Sept. 24, 12:15 p.m., 3,000 participants
There’s a long, black wall of names on the City and County Building grounds. It enumerates the more than 1,900 U.S. soldiers killed in Iraq. Beneath the somber sign, American flags dot the grass.
Many folks carry placards: GWB - A Category 5 Disaster; Make Levees Not War; Blessed Are The Nutcakes.
It’s a nice day, a big crowd of ordinary people who want peace. Mayor Rocky Anderson speaks, saying the war is based on lies. He says the media are complicit because they haven't investigated well, haven't challenged what they've been told. I like that he respects his audience enough to use words like disparage, obsequious and intransigence.
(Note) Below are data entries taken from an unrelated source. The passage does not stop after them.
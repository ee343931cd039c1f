// SPDX-License-Identifier: Apache-2.0
// Copyright 2025 U.S. Federal Government (in countries where recognized)
//
// Licensed under the Apache License, Version 2.0 (the "License");
// you may not use this file except in compliance with the License.
// You may obtain a copy of the License at
//
//     http://www.apache.org/licenses/LICENSE-2.0
//
// Unless required by applicable law or agreed to in writing, software
// distributed under the License is distributed on an "AS IS" BASIS,
// WITHOUT WARRANTIES OR CONDITIONS OF ANY KIND, either express or implied.
// See the License for the specific language governing permissions and
// limitations under the License.

//! Box enrollment daemon.
//!
//! Bootstraps the box (profile, root authority, server identity) and serves
//! `REGCL` requests until interrupted.
//!
//! # Usage
//!
//! ```text
//! box-enrolld [OPTIONS] [COMMAND]
//!
//! Commands:
//!   serve   Bootstrap the box and serve enrollment requests (default)
//!   init    Bootstrap the box and exit
//!   config  Validate and print the effective configuration
//!
//! Options:
//!   -c, --config <PATH>    Path to configuration file
//!       --secret <SECRET>  Shared enrollment secret [env: BOX_SECRET]
//!   -l, --listen <ADDR>    Override the listen address
//!   -v, --verbose          Enable verbose output
//!   -q, --quiet            Suppress non-error output
//! ```

use std::net::SocketAddr;
use std::path::PathBuf;
use std::process::ExitCode;
use std::sync::Arc;

use box_pki::certs::DirectoryStore;
use box_pki::logging::{self, LogLevel, LoggingConfig};
use box_pki::protocol::serve;
use box_pki::{BoxConfig, BoxController};
use clap::{Parser, Subcommand};
use tokio::net::TcpListener;
use tokio_util::sync::CancellationToken;
use tracing::{error, info};

/// Box enrollment daemon
#[derive(Parser)]
#[command(name = "box-enrolld")]
#[command(version = env!("CARGO_PKG_VERSION"))]
#[command(about = "Private CA and enrollment server for a box", long_about = None)]
#[command(propagate_version = true)]
struct Cli {
    /// Path to configuration file
    #[arg(short, long, global = true, value_name = "PATH")]
    config: Option<PathBuf>,

    /// Shared enrollment secret
    #[arg(long, global = true, env = "BOX_SECRET", hide_env_values = true)]
    secret: Option<String>,

    /// Override the listen address
    #[arg(short, long, global = true, value_name = "ADDR")]
    listen: Option<SocketAddr>,

    /// Enable verbose output
    #[arg(short, long, global = true)]
    verbose: bool,

    /// Suppress non-error output
    #[arg(short, long, global = true)]
    quiet: bool,

    #[command(subcommand)]
    command: Option<Commands>,
}

#[derive(Subcommand, Clone, Copy)]
enum Commands {
    /// Bootstrap the box and serve enrollment requests
    Serve,
    /// Bootstrap the box and exit
    Init,
    /// Validate and print the effective configuration
    Config,
}

fn main() -> ExitCode {
    let cli = Cli::parse();

    let config = match load_config(&cli) {
        Ok(config) => config,
        Err(e) => {
            eprintln!("Error: {}", e);
            return ExitCode::FAILURE;
        }
    };

    let level = if cli.quiet {
        LogLevel::Error
    } else if cli.verbose {
        config.logging.level.more_verbose()
    } else {
        config.logging.level
    };
    logging::init(&LoggingConfig { level });

    let runtime = match tokio::runtime::Runtime::new() {
        Ok(rt) => rt,
        Err(e) => {
            eprintln!("Failed to create async runtime: {}", e);
            return ExitCode::FAILURE;
        }
    };

    match runtime.block_on(run_command(cli, config)) {
        Ok(()) => ExitCode::SUCCESS,
        Err(e) => {
            error!(error = %e, "box-enrolld failed");
            eprintln!("Error: {}", e);
            ExitCode::FAILURE
        }
    }
}

fn load_config(cli: &Cli) -> box_pki::Result<BoxConfig> {
    let mut config = match &cli.config {
        Some(path) => BoxConfig::load(path)?,
        None => BoxConfig::default(),
    };
    if let Some(listen) = cli.listen {
        config.server.listen = listen;
    }
    Ok(config)
}

async fn run_command(cli: Cli, config: BoxConfig) -> Result<(), Box<dyn std::error::Error>> {
    match cli.command.unwrap_or(Commands::Serve) {
        Commands::Config => {
            config.validate()?;
            print!("{}", config.to_toml()?);
            Ok(())
        }
        Commands::Init => {
            let controller = bootstrap(&cli, &config).await?;
            println!("box id: {}", controller.profile().id);
            println!("root serial: {}", controller.profile().serial);
            Ok(())
        }
        Commands::Serve => {
            let controller = bootstrap(&cli, &config).await?;
            let context = Arc::new(controller.enrollment_context()?);
            let listener = TcpListener::bind(config.server.listen).await?;

            let shutdown = CancellationToken::new();
            let signal = shutdown.clone();
            tokio::spawn(async move {
                if tokio::signal::ctrl_c().await.is_ok() {
                    info!("Shutdown requested");
                }
                signal.cancel();
            });

            serve(listener, context, config.server.max_message_bytes, shutdown).await?;
            Ok(())
        }
    }
}

async fn bootstrap(cli: &Cli, config: &BoxConfig) -> Result<BoxController, Box<dyn std::error::Error>> {
    let store = Arc::new(DirectoryStore::new(config.identity.store_path.clone()));
    let mut controller = BoxController::new(
        cli.secret.clone().unwrap_or_default(),
        config.identity.company.clone(),
        config.identity.server_name.clone(),
        store,
    )
    .with_issuance(config.issuance.clone());

    // Key generation takes seconds at 4096 bits.
    let controller = tokio::task::spawn_blocking(move || {
        controller.load_configuration().map(|()| controller)
    })
    .await??;

    info!(
        box_id = %controller.profile().id,
        store = %config.identity.store_path.display(),
        "Box ready"
    );
    Ok(controller)
}
// SPDX-License-Identifier: Apache-2.0
// Copyright 2025 U.S. Federal Government (in countries where recognized)
//
// Licensed under the Apache License, Version 2.0 (the "License");
// you may not use this file except in compliance with the License.
// You may obtain a copy of the License at
//
//     http://www.apache.org/licenses/LICENSE-2.0
//
// Unless required by applicable law or agreed to in writing, software
// distributed under the License is distributed on an "AS IS" BASIS,
// WITHOUT WARRANTIES OR CONDITIONS OF ANY KIND, either express or implied.
// See the License for the specific language governing permissions and
// limitations under the License.

//! Self-signed root certificate authority.

use std::net::IpAddr;
use std::sync::Arc;
use std::time::Duration;

use der::Decode;
use rcgen::{
    BasicConstraints, CertificateParams, GeneralSubtree, IsCa, KeyUsagePurpose, NameConstraints,
};
use time::OffsetDateTime;
use tracing::info;
use x509_cert::Certificate;

use super::codec;
use super::keys::{KeyPairFactory, RsaKeyPair};
use super::profile::{CertificateProfile, ExtendedUsage, SubjectAltNames};
use super::serial::{Serial, SerialNumberGenerator};
use super::verify::TrustPool;
use super::{DEFAULT_CA_LIFETIME, DEFAULT_KEY_STRENGTH, PEM_CERTIFICATE, PEM_RSA_PRIVATE_KEY};
use crate::error::{PkiError, Result};

/// Builder for a self-signed root authority.
///
/// # Example
///
/// ```no_run
/// use box_pki::certs::{CertificateProfile, RootAuthorityBuilder};
///
/// let authority = RootAuthorityBuilder::new(CertificateProfile::new("DreamBench", "box.local"))
///     .key_strength(4096)
///     .permit_dns("box.local")
///     .build()
///     .expect("Failed to build root authority");
/// assert!(authority.is_self_signed());
/// ```
#[derive(Debug, Clone)]
pub struct RootAuthorityBuilder {
    profile: CertificateProfile,
    key_strength: usize,
    lifetime: Duration,
    serials: SerialNumberGenerator,
    extended_usages: Vec<ExtendedUsage>,
    alt_names: SubjectAltNames,
    excluded_dns: Vec<String>,
    permitted_dns: Vec<String>,
}

impl RootAuthorityBuilder {
    /// Create a builder for the given subject profile.
    pub fn new(profile: CertificateProfile) -> Self {
        Self {
            profile,
            key_strength: DEFAULT_KEY_STRENGTH,
            lifetime: DEFAULT_CA_LIFETIME,
            serials: SerialNumberGenerator::default(),
            extended_usages: Vec::new(),
            alt_names: SubjectAltNames::default(),
            excluded_dns: Vec::new(),
            permitted_dns: Vec::new(),
        }
    }

    /// Set the RSA modulus size.
    pub fn key_strength(mut self, bits: usize) -> Self {
        self.key_strength = bits;
        self
    }

    /// Set how long the root stays valid.
    pub fn lifetime(mut self, lifetime: Duration) -> Self {
        self.lifetime = lifetime;
        self
    }

    /// Set the serial number generator.
    pub fn serials(mut self, serials: SerialNumberGenerator) -> Self {
        self.serials = serials;
        self
    }

    /// Add an extended key usage on top of server and client authentication.
    pub fn extended_usage(mut self, usage: ExtendedUsage) -> Self {
        self.extended_usages.push(usage);
        self
    }

    /// Add a DNS subject alternative name.
    pub fn san_dns(mut self, dns: impl Into<String>) -> Self {
        self.alt_names.dns_names.push(dns.into());
        self
    }

    /// Add an IP address subject alternative name.
    pub fn san_ip(mut self, ip: IpAddr) -> Self {
        self.alt_names.ip_addresses.push(ip);
        self
    }

    /// Add an email subject alternative name.
    pub fn san_email(mut self, email: impl Into<String>) -> Self {
        self.alt_names.emails.push(email.into());
        self
    }

    /// Exclude a DNS subtree from every certificate this root issues.
    pub fn exclude_dns(mut self, dns: impl Into<String>) -> Self {
        self.excluded_dns.push(dns.into());
        self
    }

    /// Restrict issued certificates to a DNS subtree.
    pub fn permit_dns(mut self, dns: impl Into<String>) -> Self {
        self.permitted_dns.push(dns.into());
        self
    }

    /// Generate the key pair and self-sign the root certificate.
    pub fn build(self) -> Result<RootAuthority> {
        let key_pair = KeyPairFactory::new(self.key_strength)?.generate()?;
        let signer = key_pair.to_rcgen()?;
        let serial = self.serials.generate();

        let mut params = CertificateParams::default();
        params.distinguished_name = self.profile.to_distinguished_name();
        params.serial_number = Some(rcgen::SerialNumber::from_slice(serial.as_bytes()));
        params.is_ca = IsCa::Ca(BasicConstraints::Unconstrained);
        let (not_before, not_after) = validity_window(self.lifetime)?;
        params.not_before = not_before;
        params.not_after = not_after;
        params.key_usages = vec![
            KeyUsagePurpose::KeyEncipherment,
            KeyUsagePurpose::DigitalSignature,
            KeyUsagePurpose::KeyCertSign,
        ];

        let mut usages = vec![ExtendedUsage::ServerAuth, ExtendedUsage::ClientAuth];
        for usage in self.extended_usages {
            if !usages.contains(&usage) {
                usages.push(usage);
            }
        }
        params.extended_key_usages = usages.into_iter().map(ExtendedUsage::to_rcgen).collect();
        params.subject_alt_names = self.alt_names.to_rcgen()?;

        if !self.permitted_dns.is_empty() || !self.excluded_dns.is_empty() {
            params.name_constraints = Some(NameConstraints {
                permitted_subtrees: self
                    .permitted_dns
                    .into_iter()
                    .map(GeneralSubtree::DnsName)
                    .collect(),
                excluded_subtrees: self
                    .excluded_dns
                    .into_iter()
                    .map(GeneralSubtree::DnsName)
                    .collect(),
            });
        }

        let certificate = params
            .self_signed(&signer)
            .map_err(|e| PkiError::certificate_build(format!("Failed to self-sign root: {}", e)))?;

        let authority = RootAuthority::from_parts(certificate.der().to_vec(), key_pair)?;
        info!(
            serial = %serial,
            subject = %authority.certificate().tbs_certificate.subject,
            "Created root authority"
        );
        Ok(authority)
    }
}

/// A root certificate together with the private key that signed it.
#[derive(Debug, Clone)]
pub struct RootAuthority {
    key_pair: RsaKeyPair,
    certificate: Arc<Certificate>,
    certificate_der: Vec<u8>,
}

impl RootAuthority {
    /// Assemble an authority from a DER certificate and its private key.
    ///
    /// The certificate is parsed so derived fields are always consistent with
    /// the DER bytes, and the key must carry the certificate's public key.
    pub fn from_parts(certificate_der: Vec<u8>, key_pair: RsaKeyPair) -> Result<Self> {
        let certificate = Certificate::from_der(&certificate_der)
            .map_err(|e| PkiError::certificate_parsing(format!("Failed to parse root: {}", e)))?;
        if !key_pair.matches(&certificate.tbs_certificate.subject_public_key_info)? {
            return Err(PkiError::KeyMismatch);
        }
        Ok(Self {
            key_pair,
            certificate: Arc::new(certificate),
            certificate_der,
        })
    }

    /// The parsed root certificate.
    pub fn certificate(&self) -> &Certificate {
        &self.certificate
    }

    /// A shared handle on the root certificate for issued certificates to refer back to.
    pub fn shared_certificate(&self) -> Arc<Certificate> {
        Arc::clone(&self.certificate)
    }

    /// DER encoding of the root certificate.
    pub fn certificate_der(&self) -> &[u8] {
        &self.certificate_der
    }

    /// The root's key pair.
    pub fn key_pair(&self) -> &RsaKeyPair {
        &self.key_pair
    }

    /// The root certificate as a `CERTIFICATE` PEM block.
    pub fn certificate_pem(&self) -> String {
        codec::encode_pem(PEM_CERTIFICATE, &self.certificate_der)
    }

    /// The private key as an `RSA PRIVATE KEY` PEM block.
    pub fn private_key_pem(&self) -> Result<String> {
        Ok(codec::encode_pem(
            PEM_RSA_PRIVATE_KEY,
            &self.key_pair.to_pkcs1_der()?,
        ))
    }

    /// Serial number of the root certificate.
    pub fn serial(&self) -> Serial {
        Serial::from_be_bytes(self.certificate.tbs_certificate.serial_number.as_bytes())
    }

    /// Returns true if issuer and subject are the same name.
    pub fn is_self_signed(&self) -> bool {
        self.certificate.tbs_certificate.issuer == self.certificate.tbs_certificate.subject
    }

    /// A trust pool holding only this root.
    pub fn trust_pool(&self) -> TrustPool {
        TrustPool::new(vec![self.shared_certificate()])
    }
}

/// `(now, now + lifetime)` as `time` values for `rcgen`.
pub(crate) fn validity_window(lifetime: Duration) -> Result<(OffsetDateTime, OffsetDateTime)> {
    let not_before = OffsetDateTime::now_utc();
    let lifetime = time::Duration::try_from(lifetime)
        .map_err(|e| PkiError::certificate_build(format!("Invalid lifetime: {}", e)))?;
    let not_after = not_before
        .checked_add(lifetime)
        .ok_or_else(|| PkiError::certificate_build("Certificate lifetime overflows"))?;
    Ok((not_before, not_after))
}
#[cfg(test)]
mod tests {
    use super::*;
    use crate::protocol::transport::MIN_MESSAGE_BYTES;
    use crate::test_support;
    use tokio::io::{AsyncRead, AsyncWrite, AsyncWriteExt, DuplexStream};

    const SECRET: &str = "wreckage";
    const BOX_ID: &str = "box-1";
    const DEFAULT_LIMIT: usize = 64 * 1024;

    fn context() -> Arc<EnrollmentContext> {
        Arc::new(EnrollmentContext::new(
            SECRET,
            BOX_ID,
            test_support::shared_authority(),
            test_support::engine(),
        ))
    }

    fn spawn_server(shutdown: CancellationToken) -> (
        LineTransport<DuplexStream>,
        tokio::task::JoinHandle<Result<()>>,
    ) {
        spawn_limited_server(shutdown, DEFAULT_LIMIT)
    }

    fn spawn_limited_server(
        shutdown: CancellationToken,
        max_message_bytes: usize,
    ) -> (LineTransport<DuplexStream>, tokio::task::JoinHandle<Result<()>>) {
        let (client, server) = tokio::io::duplex(64 * 1024);
        let transport = LineTransport::new(server).max_message_bytes(max_message_bytes);
        let server = EnrollmentServer::new(context(), transport, shutdown);
        (LineTransport::new(client), tokio::spawn(server.run()))
    }

    async fn send<S>(client: &mut LineTransport<S>, line: &[u8])
    where
        S: AsyncRead + AsyncWrite + Unpin + Send,
    {
        client.write_message(line).await.unwrap();
        client.flush().await.unwrap();
    }

    #[test]
    fn test_register_client_returns_bundle() {
        let request = test_support::request("client.box.local");
        let body = STANDARD.encode(request.request_der());

        let raw = context().register_client(body.as_bytes()).unwrap();
        let issued = CertificateRequest::from_raw(&raw).unwrap();

        assert_eq!(issued.request_der(), request.request_der());
        assert!(issued.signed_certificate().unwrap().is_issued_by_root());
    }

    #[test]
    fn test_register_client_rejects_bad_base64() {
        let err = context().register_client(b"not base64!").unwrap_err();
        assert!(matches!(err, PkiError::Base64(_)));
    }

    #[tokio::test]
    async fn test_regcl_ok_response() {
        let (mut client, handle) = spawn_server(CancellationToken::new());
        let request = test_support::request("client.box.local");
        let body = STANDARD.encode(request.request_der());

        send(
            &mut client,
            &EnrollmentMessage::format(SECRET, "client-7", OP_REGISTER_CLIENT, body.as_bytes()),
        )
        .await;

        let line = client.read_message().await.unwrap().unwrap();
        let response = MessageParser::new(SECRET).parse(&line).unwrap();
        assert_eq!(response.identity, BOX_ID);
        assert_eq!(response.op, OP_REGISTER_CLIENT_RESPONSE);

        let payload = response.body.strip_prefix(b"+OK ").unwrap();
        let issued = CertificateRequest::from_raw(&STANDARD.decode(payload).unwrap()).unwrap();
        let signed = issued.signed_certificate().unwrap();
        assert_eq!(
            signed.root_certificate_der(),
            test_support::authority().certificate_der()
        );

        drop(client);
        handle.await.unwrap().unwrap();
    }

    #[tokio::test]
    async fn test_regcl_at_smallest_message_limit() {
        let (mut client, handle) = spawn_limited_server(CancellationToken::new(), MIN_MESSAGE_BYTES);
        let request = test_support::request("client.box.local");
        let body = STANDARD.encode(request.request_der());

        send(
            &mut client,
            &EnrollmentMessage::format(SECRET, "client-7", OP_REGISTER_CLIENT, body.as_bytes()),
        )
        .await;

        let line = client.read_message().await.unwrap().unwrap();
        let response = MessageParser::new(SECRET).parse(&line).unwrap();
        let payload = response.body.strip_prefix(b"+OK ").unwrap();
        CertificateRequest::from_raw(&STANDARD.decode(payload).unwrap()).unwrap();

        drop(client);
        handle.await.unwrap().unwrap();
    }

    #[tokio::test]
    async fn test_large_response_is_not_capped() {
        // An inbound limit below the response size must not stop the reply.
        let (mut client, handle) = spawn_limited_server(CancellationToken::new(), 2048);
        let request = test_support::request("client.box.local");
        let body = STANDARD.encode(request.request_der());

        send(
            &mut client,
            &EnrollmentMessage::format(SECRET, "client-7", OP_REGISTER_CLIENT, body.as_bytes()),
        )
        .await;

        let line = client.read_message().await.unwrap().unwrap();
        assert!(line.len() > 2048);
        assert!(line.starts_with(b"wreckage#box-1 REGCLRES +OK "));

        drop(client);
        handle.await.unwrap().unwrap();
    }

    #[tokio::test]
    async fn test_regcl_err_response_keeps_connection() {
        let (mut client, handle) = spawn_server(CancellationToken::new());

        send(&mut client, b"wreckage#client-7 REGCL %%%").await;
        let line = client.read_message().await.unwrap().unwrap();
        let response = MessageParser::new(SECRET).parse(&line).unwrap();
        assert!(response.body.starts_with(b"+ERR "));

        // The loop keeps serving after an error response.
        send(&mut client, b"wreckage#client-7 REGCL AAAA").await;
        let line = client.read_message().await.unwrap().unwrap();
        assert!(line.starts_with(b"wreckage#box-1 REGCLRES +ERR "));

        drop(client);
        handle.await.unwrap().unwrap();
    }

    #[tokio::test]
    async fn test_parse_failure_ends_loop() {
        let (mut client, handle) = spawn_server(CancellationToken::new());

        send(&mut client, b"wreckoge#client-7 REGCL AAAA").await;

        let err = handle.await.unwrap().unwrap_err();
        assert!(matches!(err, PkiError::InvalidSecret));
        assert!(client.read_message().await.unwrap().is_none());
    }

    #[tokio::test]
    async fn test_unknown_op_is_ignored() {
        let (mut client, handle) = spawn_server(CancellationToken::new());

        send(&mut client, b"wreckage#client-7 PING").await;
        drop(client);

        handle.await.unwrap().unwrap();
    }

    #[tokio::test]
    async fn test_blank_lines_are_retried() {
        let (client, server) = tokio::io::duplex(1024);
        let server = EnrollmentServer::new(context(), LineTransport::new(server), CancellationToken::new());
        let handle = tokio::spawn(server.run());

        let mut client = client;
        client.write_all(b"\n\r\n\n").await.unwrap();
        drop(client);

        handle.await.unwrap().unwrap();
    }

    #[tokio::test]
    async fn test_cancellation_stops_idle_loop() {
        let shutdown = CancellationToken::new();
        let (_client, handle) = spawn_server(shutdown.clone());

        shutdown.cancel();

        handle.await.unwrap().unwrap();
    }

    #[tokio::test]
    async fn test_serve_stops_on_shutdown() {
        let listener = TcpListener::bind("127.0.0.1:0").await.unwrap();
        let address = listener.local_addr().unwrap();
        let shutdown = CancellationToken::new();
        let handle = tokio::spawn(serve(listener, context(), DEFAULT_LIMIT, shutdown.clone()));

        let stream = tokio::net::TcpStream::connect(address).await.unwrap();
        let mut client = LineTransport::new(stream);
        send(&mut client, b"wreckage#client-7 REGCL %%%").await;
        let line = client.read_message().await.unwrap().unwrap();
        assert!(line.starts_with(b"wreckage#box-1 REGCLRES +ERR "));

        shutdown.cancel();
        handle.await.unwrap().unwrap();
    }

    #[tokio::test(start_paused = true)]
    async fn test_accept_backoff_waits() {
        let shutdown = CancellationToken::new();
        let start = tokio::time::Instant::now();
        assert!(accept_backoff(&shutdown).await);
        assert!(start.elapsed() >= ACCEPT_RETRY_DELAY);
    }

    #[tokio::test]
    async fn test_accept_backoff_stops_on_shutdown() {
        let shutdown = CancellationToken::new();
        shutdown.cancel();
        assert!(!accept_backoff(&shutdown).await);
    }
}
A kid of 12 or so, in braces and a Green Day T-shirt, walks past with his sign: 0% Connection Between WMD and 9/11. No Duh!!!!!!!!
Rev. Dan Webster of the Episcopal Peace Fellowship reminds us the Bible teaches that war is wrong. The simplicity of his message is refreshing. He says peace takes courage. I know he means it.
1 p.m., 2,000 participants
Hip-hop emcees get a groove going.
A man is called to the stage; his wife is in labor.
1:45 p.m., 700 participants
A student activist announces that on the day the Tribune reports the 2,000th American casualty in Iraq, an evening rally at the Federal Building will mark the grim milestone.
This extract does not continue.